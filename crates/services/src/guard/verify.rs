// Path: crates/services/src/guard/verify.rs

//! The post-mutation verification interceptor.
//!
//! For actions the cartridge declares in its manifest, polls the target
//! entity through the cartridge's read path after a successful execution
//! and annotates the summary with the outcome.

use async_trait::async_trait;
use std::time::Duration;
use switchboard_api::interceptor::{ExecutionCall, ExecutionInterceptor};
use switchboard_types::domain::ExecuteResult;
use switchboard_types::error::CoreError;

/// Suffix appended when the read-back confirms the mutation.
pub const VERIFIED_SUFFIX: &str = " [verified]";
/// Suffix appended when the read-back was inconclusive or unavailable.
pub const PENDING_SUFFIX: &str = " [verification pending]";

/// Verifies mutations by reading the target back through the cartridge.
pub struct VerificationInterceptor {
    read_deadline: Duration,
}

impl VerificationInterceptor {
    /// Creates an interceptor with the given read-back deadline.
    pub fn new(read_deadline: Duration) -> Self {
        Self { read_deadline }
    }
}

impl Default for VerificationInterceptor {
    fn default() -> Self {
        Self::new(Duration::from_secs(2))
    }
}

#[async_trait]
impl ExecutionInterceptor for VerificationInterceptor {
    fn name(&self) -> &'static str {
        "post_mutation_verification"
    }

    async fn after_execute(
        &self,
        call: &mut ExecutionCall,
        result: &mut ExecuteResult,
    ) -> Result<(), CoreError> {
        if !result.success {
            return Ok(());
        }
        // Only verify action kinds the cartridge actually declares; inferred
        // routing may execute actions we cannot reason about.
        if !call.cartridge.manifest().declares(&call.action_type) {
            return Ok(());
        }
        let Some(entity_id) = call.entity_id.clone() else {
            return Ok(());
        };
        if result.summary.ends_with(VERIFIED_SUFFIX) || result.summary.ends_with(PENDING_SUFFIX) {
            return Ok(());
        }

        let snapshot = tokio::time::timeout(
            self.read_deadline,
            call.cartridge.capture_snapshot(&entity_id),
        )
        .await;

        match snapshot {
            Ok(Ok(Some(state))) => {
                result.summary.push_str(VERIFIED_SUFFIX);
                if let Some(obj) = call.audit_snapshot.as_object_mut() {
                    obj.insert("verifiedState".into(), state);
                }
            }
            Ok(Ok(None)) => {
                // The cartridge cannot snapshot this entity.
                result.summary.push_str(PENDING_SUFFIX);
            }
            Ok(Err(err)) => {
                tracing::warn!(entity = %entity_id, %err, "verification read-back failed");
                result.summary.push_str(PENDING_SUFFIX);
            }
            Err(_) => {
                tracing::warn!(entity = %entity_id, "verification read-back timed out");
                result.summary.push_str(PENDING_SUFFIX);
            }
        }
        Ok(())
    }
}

What is required
Return every line in the listing that contains the word "CoreError".

Exercise output
use switchboard_types::error::CoreError;
    ) -> Result<(), CoreError> {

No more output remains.